Work required -> The word "parts" marks the lines to copy; find all of them in the entries below.

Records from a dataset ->
↓
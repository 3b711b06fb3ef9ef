//! Field validation for wizard input.
//!
//! Rules are keyed off the configuration key's shape. Sanitization is a
//! whitespace trim; the trimmed value is what gets persisted.

use thiserror::Error;

#[derive(Debug, Clone, PartialEq, Eq, Error)]
pub enum ValidateError {
    #[error("control characters are not allowed")]
    ControlChars,

    #[error("must be a port between 1 and 65535")]
    Port,

    #[error("must look like scheme://host")]
    Url,

    #[error("must be an email address")]
    Email,
}

/// Validate a raw field value for `key`, returning the sanitized value.
pub fn validate(key: &str, raw: &str) -> Result<String, ValidateError> {
    let value = raw.trim();
    if value.chars().any(|c| c.is_control()) {
        return Err(ValidateError::ControlChars);
    }

    let upper = key.to_ascii_uppercase();
    if upper.contains("PORT") {
        match value.parse::<u16>() {
            Ok(port) if port > 0 => {}
            _ => return Err(ValidateError::Port),
        }
    } else if upper.ends_with("_URL") || upper == "URL" {
        let Some((scheme, rest)) = value.split_once("://") else {
            return Err(ValidateError::Url);
        };
        if scheme.is_empty() || rest.is_empty() || !scheme.chars().all(|c| c.is_ascii_alphabetic())
        {
            return Err(ValidateError::Url);
        }
    } else if upper.contains("EMAIL") {
        let mut parts = value.splitn(2, '@');
        let local = parts.next().unwrap_or("");
        let domain = parts.next().unwrap_or("");
        if local.is_empty() || domain.is_empty() || domain.contains('@') {
            return Err(ValidateError::Email);
        }
    }

    Ok(value.to_string())
}

#[cfg(test)]
mod tests {
    use super::*;

    #[test]
    fn trims_whitespace() {
        assert_eq!(validate("NAME", "  web  ").unwrap(), "web");
    }

    #[test]
    fn rejects_control_characters() {
        assert_eq!(
            validate("NAME", "a\x1bb"),
            Err(ValidateError::ControlChars)
        );
    }

    #[test]
    fn port_in_range_passes() {
        assert_eq!(validate("HTTP_PORT", "8080").unwrap(), "8080");
    }

    #[test]
    fn port_out_of_range_fails() {
        assert_eq!(validate("PORT", "99999"), Err(ValidateError::Port));
        assert_eq!(validate("PORT", "0"), Err(ValidateError::Port));
        assert_eq!(validate("PORT", "eighty"), Err(ValidateError::Port));
    }

    #[test]
    fn url_shape_checked() {
        assert!(validate("API_URL", "https://api.local").is_ok());
        assert_eq!(validate("API_URL", "api.local"), Err(ValidateError::Url));
        assert_eq!(validate("API_URL", "://host"), Err(ValidateError::Url));
    }

    #[test]
    fn email_shape_checked() {
        assert!(validate("ADMIN_EMAIL", "ops@example.com").is_ok());
        assert_eq!(
            validate("ADMIN_EMAIL", "not-an-email"),
            Err(ValidateError::Email)
        );
        assert_eq!(validate("ADMIN_EMAIL", "@host"), Err(ValidateError::Email));
    }

    #[test]
    fn unclassified_keys_pass_through() {
        assert_eq!(validate("ANYTHING", "whatever value").unwrap(), "whatever value");
    }
}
↑
Written response ->
        let mut parts = value.splitn(2, '@');
        let local = parts.next().unwrap_or("");
        let domain = parts.next().unwrap_or("");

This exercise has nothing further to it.